- AIM OF THE EXERCISE -
How do the records below read from their first line through the line containing "property read produced."? Write those lines out exactly.

- ENTRIES SHOWN -
_____

//! Results of reading through a [`View`].

use crate::cell::{Cell, DerivedCell};
use crate::error::{ReifyError, ReifyResult};
use crate::value::{Seed, Shallow, Value};
use crate::view::View;
use serde_json::Value as JsonValue;
use std::fmt;
use std::rc::Rc;
use std::str::FromStr;

/// What a property read produced.
#[derive(Clone, Debug, Default)]
pub enum Access {
    /// Missing key, deleted key, array hole, or a derivation on a dropped store.
    #[default]
    Undefined,
    /// An unwrapped leaf or a derived value.
    Value(JsonValue),
    /// A shallow container, returned by identity.
    Shallow(Shallow),
    /// A nested tracked view.
    View(View),
    /// Escape-hatch access to the underlying cell.
    Raw(Raw),
    /// A sequence method bound to an array view.
    Method(BoundMethod),
}

impl Access {
    pub(crate) fn from_value(value: Value) -> Self {
        match value {
            Value::Undefined => Access::Undefined,
            Value::Json(v) => Access::Value(v),
            Value::Shallow(s) => Access::Shallow(s),
        }
    }

    /// Whether the read found nothing.
    pub fn is_undefined(&self) -> bool {
        matches!(self, Access::Undefined)
    }

    /// Borrow the plain JSON value, if this is one.
    pub fn as_json(&self) -> Option<&JsonValue> {
        match self {
            Access::Value(v) => Some(v),
            _ => None,
        }
    }

    /// The value as an `i64`, if it is one.
    pub fn as_i64(&self) -> Option<i64> {
        self.as_json().and_then(JsonValue::as_i64)
    }

    /// The value as a `u64`, if it is one.
    pub fn as_u64(&self) -> Option<u64> {
        self.as_json().and_then(JsonValue::as_u64)
    }

    /// The value as an `f64`, if it is a number.
    pub fn as_f64(&self) -> Option<f64> {
        self.as_json().and_then(JsonValue::as_f64)
    }

    /// The value as a `bool`, if it is one.
    pub fn as_bool(&self) -> Option<bool> {
        self.as_json().and_then(JsonValue::as_bool)
    }

    /// The value as a string slice, if it is a string.
    pub fn as_str(&self) -> Option<&str> {
        self.as_json().and_then(JsonValue::as_str)
    }

    /// Borrow the nested view, if this is one.
    pub fn as_view(&self) -> Option<&View> {
        match self {
            Access::View(view) => Some(view),
            _ => None,
        }
    }

    /// Take the nested view, if this is one.
    pub fn into_view(self) -> Option<View> {
        match self {
            Access::View(view) => Some(view),
            _ => None,
        }
    }

    /// Borrow the shallow handle, if this is one.
    pub fn as_shallow(&self) -> Option<&Shallow> {
        match self {
            Access::Shallow(handle) => Some(handle),
            _ => None,
        }
    }

    /// Borrow the escape-hatch handle, if this is one.
    pub fn as_raw(&self) -> Option<&Raw> {
        match self {
            Access::Raw(raw) => Some(raw),
            _ => None,
        }
    }

    /// Borrow the bound array method, if this is one.
    pub fn as_method(&self) -> Option<&BoundMethod> {
        match self {
            Access::Method(method) => Some(method),
            _ => None,
        }
    }

    /// Plain JSON form; undefined values and methods become `null`.
    ///
    /// Unlike [`View::to_json`], a nested view is exported tracked: inside a
    /// derivation or effect the export depends on every leaf it read.
    pub fn to_json(&self) -> JsonValue {
        match self {
            Access::Value(v) => v.clone(),
            Access::Shallow(s) => s.get(),
            Access::View(view) => view.export_tracked(),
            Access::Raw(raw) => raw.value().to_json(),
            Access::Undefined | Access::Method(_) => JsonValue::Null,
        }
    }

    /// String form used by `join`: strings unquoted, undefined and null empty.
    pub(crate) fn to_display_string(&self) -> String {
        match self.to_json() {
            JsonValue::Null => String::new(),
            JsonValue::String(s) => s,
            JsonValue::Array(items) => items
                .iter()
                .map(|item| match item {
                    JsonValue::Null => String::new(),
                    JsonValue::String(s) => s.clone(),
                    other => other.to_string(),
                })
                .collect::<Vec<_>>()
                .join(","),
            other => other.to_string(),
        }
    }
}

impl PartialEq<JsonValue> for Access {
    fn eq(&self, other: &JsonValue) -> bool {
        match self {
            Access::Value(v) => v == other,
            Access::Shallow(s) => *s.borrow() == *other,
            Access::View(view) => view.export_tracked() == *other,
            _ => false,
        }
    }
}

/// The underlying storage behind a key, exposed through the escape hatch.
#[derive(Clone)]
pub enum Raw {
    /// A mutable cell.
    Cell(Rc<dyn Cell>),
    /// A materialized derived cell.
    Derived(Rc<dyn DerivedCell>),
    /// A nested view (containers have no single cell).
    View(View),
}

impl Raw {
    /// Read through the raw handle. Tracked like a normal read.
    pub fn value(&self) -> Access {
        match self {
            Raw::Cell(cell) => Access::from_value(cell.get()),
            Raw::Derived(derived) => Access::Value(derived.get()),
            Raw::View(view) => Access::View(view.clone()),
        }
    }

    /// The mutable cell, if the key holds one.
    pub fn as_cell(&self) -> Option<&Rc<dyn Cell>> {
        match self {
            Raw::Cell(cell) => Some(cell),
            _ => None,
        }
    }

    /// The derived cell, if the key holds a derivation.
    pub fn as_derived(&self) -> Option<&Rc<dyn DerivedCell>> {
        match self {
            Raw::Derived(derived) => Some(derived),
            _ => None,
        }
    }

    /// The nested view, if the key holds a container.
    pub fn as_view(&self) -> Option<&View> {
        match self {
            Raw::View(view) => Some(view),
            _ => None,
        }
    }

    /// Whether both handles refer to the same storage.
    pub fn ptr_eq(&self, other: &Raw) -> bool {
        match (self, other) {
            (Raw::Cell(a), Raw::Cell(b)) => Rc::ptr_eq(a, b),
            (Raw::Derived(a), Raw::Derived(b)) => Rc::ptr_eq(a, b),
            (Raw::View(a), Raw::View(b)) => a.ptr_eq(b),
            _ => false,
        }
    }
}

impl fmt::Debug for Raw {
    fn fmt(&self, f: &mut fmt::Formatter<'_>) -> fmt::Result {
        match self {
            Raw::Cell(cell) => f.debug_tuple("Cell").field(&cell.get()).finish(),
            Raw::Derived(_) => f.write_str("Derived(..)"),
            Raw::View(view) => f.debug_tuple("View").field(view).finish(),
        }
    }
}

/// Sequence methods reachable through [`View::get`] on array views.
#[derive(Debug, Clone, Copy, PartialEq, Eq, Hash)]
pub enum ArrayMethod {
    /// Append elements; returns the new length.
    Push,
    /// Remove the last element.
    Pop,
    /// Remove the first element.
    Shift,
    /// Prepend elements; returns the new length.
    Unshift,
    /// Remove and insert at a position; returns the removed elements.
    Splice,
    /// Reverse in place; returns the view.
    Reverse,
    /// Position of a value, or `-1`.
    IndexOf,
    /// Whether a value is present.
    Includes,
    /// Join string forms with a separator (default `,`).
    Join,
    /// Copy a range of elements.
    Slice,
}

impl ArrayMethod {
    /// Name as seen through `View::get`.
    pub fn as_str(&self) -> &'static str {
        match self {
            ArrayMethod::Push => "push",
            ArrayMethod::Pop => "pop",
            ArrayMethod::Shift => "shift",
            ArrayMethod::Unshift => "unshift",
            ArrayMethod::Splice => "splice",
            ArrayMethod::Reverse => "reverse",
            ArrayMethod::IndexOf => "indexOf",
            ArrayMethod::Includes => "includes",
            ArrayMethod::Join => "join",
            ArrayMethod::Slice => "slice",
        }
    }
}

impl fmt::Display for ArrayMethod {
    fn fmt(&self, f: &mut fmt::Formatter<'_>) -> fmt::Result {
        f.write_str(self.as_str())
    }
}

impl FromStr for ArrayMethod {
    type Err = ReifyError;

    fn from_str(s: &str) -> Result<Self, Self::Err> {
        Ok(match s {
            "push" => ArrayMethod::Push,
            "pop" => ArrayMethod::Pop,
            "shift" => ArrayMethod::Shift,
            "unshift" => ArrayMethod::Unshift,
            "splice" => ArrayMethod::Splice,
            "reverse" => ArrayMethod::Reverse,
            "indexOf" => ArrayMethod::IndexOf,
            "includes" => ArrayMethod::Includes,
            "join" => ArrayMethod::Join,
            "slice" => ArrayMethod::Slice,
            other => {
                return Err(ReifyError::InvalidKey {
                    key: other.to_string(),
                    reason: "not an array method".to_string(),
                });
            }
        })
    }
}

/// An array method bound to its view, callable with dynamic arguments.
#[derive(Clone, Debug)]
pub struct BoundMethod {
    view: View,
    method: ArrayMethod,
}

impl BoundMethod {
    pub(crate) fn new(view: View, method: ArrayMethod) -> Self {
        Self { view, method }
    }

    /// Which method is bound.
    pub fn method(&self) -> ArrayMethod {
        self.method
    }

    /// Invoke the method. Results are returned as plain values: removed
    /// elements and slices come back as JSON arrays, lengths and indices as
    /// numbers (`-1` when `indexOf` finds nothing).
    pub fn call(&self, args: Vec<Seed>) -> ReifyResult<Access> {
        let view = &self.view;
        let mut args = args.into_iter();
        let result = match self.method {
            ArrayMethod::Push => {
                let end = view.len();
                view.splice(end, 0, args.collect())?;
                JsonValue::from(view.len())
            }
            ArrayMethod::Unshift => {
                let items: Vec<Seed> = args.collect();
                view.splice(0, 0, items)?;
                JsonValue::from(view.len())
            }
            ArrayMethod::Pop => return view.pop(),
            ArrayMethod::Shift => return view.shift(),
            ArrayMethod::Splice => {
                let len = view.len();
                let start = self.index_arg(args.next(), 0, len)?;
                let count = match args.next() {
                    Some(seed) => self.count_arg(seed)?,
                    None => len.saturating_sub(start),
                };
                let removed = view.splice(start, count, args.collect())?;
                JsonValue::Array(removed.iter().map(Access::to_json).collect())
            }
            ArrayMethod::Reverse => {
                view.reverse()?;
                return Ok(Access::View(view.clone()));
            }
            ArrayMethod::IndexOf => {
                let needle = self.needle(args.next())?;
                view.index_of(&needle)
                    .map_or(JsonValue::from(-1), JsonValue::from)
            }
            ArrayMethod::Includes => {
                let needle = self.needle(args.next())?;
                JsonValue::Bool(view.includes(&needle))
            }
            ArrayMethod::Join => {
                let separator = match args.next() {
                    Some(Seed::Leaf(JsonValue::String(s))) => s,
                    Some(other) => return Err(self.invalid(format!(
                        "separator must be a string, got {}",
                        other.kind()
                    ))),
                    None => ",".to_string(),
                };
                JsonValue::String(view.join(&separator))
            }
            ArrayMethod::Slice => {
                let len = view.len();
                let start = self.index_arg(args.next(), 0, len)?;
                let end = self.index_arg(args.next(), len, len)?;
                JsonValue::Array(view.slice(start, Some(end)).iter().map(Access::to_json).collect())
            }
        };
        Ok(Access::Value(result))
    }

    /// Resolve a possibly negative index argument against `len`.
    fn index_arg(&self, seed: Option<Seed>, default: usize, len: usize) -> ReifyResult<usize> {
        let Some(seed) = seed else {
            return Ok(default);
        };
        let n = match &seed {
            Seed::Leaf(JsonValue::Number(n)) => n.as_i64(),
            _ => None,
        }
        .ok_or_else(|| self.invalid(format!("expected an integer index, got {}", seed.kind())))?;
        Ok(if n < 0 {
            len.saturating_sub(n.unsigned_abs() as usize)
        } else {
            (n as usize).min(len)
        })
    }

    fn count_arg(&self, seed: Seed) -> ReifyResult<usize> {
        match &seed {
            Seed::Leaf(JsonValue::Number(n)) => Ok(n.as_i64().map_or(0, |n| n.max(0) as usize)),
            _ => Err(self.invalid(format!("expected a count, got {}", seed.kind()))),
        }
    }

    fn needle(&self, seed: Option<Seed>) -> ReifyResult<JsonValue> {
        match seed {
            Some(seed) => seed.into_json(self.method.as_str()),
            None => Ok(JsonValue::Null),
        }
    }

    fn invalid(&self, reason: String) -> ReifyError {
        ReifyError::InvalidArgument {
            method: self.method.as_str().to_string(),
            reason,
        }
    }
}

#[cfg(test)]
mod tests {
    use super::*;
    use crate::value::shallow;
    use serde_json::json;

    #[test]
    fn test_access_json_accessors() {
        let access = Access::Value(json!(3));
        assert_eq!(access.as_i64(), Some(3));
        assert_eq!(access.as_u64(), Some(3));
        assert_eq!(access.as_str(), None);
        assert!(Access::default().is_undefined());
        assert_eq!(Access::Value(json!("x")).as_str(), Some("x"));
    }

    #[test]
    fn test_access_eq_json() {
        assert_eq!(Access::Value(json!([1, 2])), json!([1, 2]));
        assert_eq!(Access::Shallow(shallow(json!({"a": 1}))), json!({"a": 1}));
        assert_ne!(Access::Undefined, json!(null));
    }

    #[test]
    fn test_display_string() {
        assert_eq!(Access::Value(json!("hi")).to_display_string(), "hi");
        assert_eq!(Access::Value(json!(1.5)).to_display_string(), "1.5");
        assert_eq!(Access::Undefined.to_display_string(), "");
        assert_eq!(Access::Value(json!([1, "a"])).to_display_string(), "1,a");
    }

    #[test]
    fn test_array_method_names() {
        for name in ["push", "pop", "shift", "unshift", "splice", "reverse", "indexOf", "includes", "join", "slice"] {
            let method: ArrayMethod = name.parse().unwrap();
            assert_eq!(method.as_str(), name);
        }
        assert!("map".parse::<ArrayMethod>().is_err());
    }
}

_____

- REPLY -
//! Results of reading through a [`View`].

use crate::cell::{Cell, DerivedCell};
use crate::error::{ReifyError, ReifyResult};
use crate::value::{Seed, Shallow, Value};
use crate::view::View;
use serde_json::Value as JsonValue;
use std::fmt;
use std::rc::Rc;
use std::str::FromStr;

/// What a property read produced.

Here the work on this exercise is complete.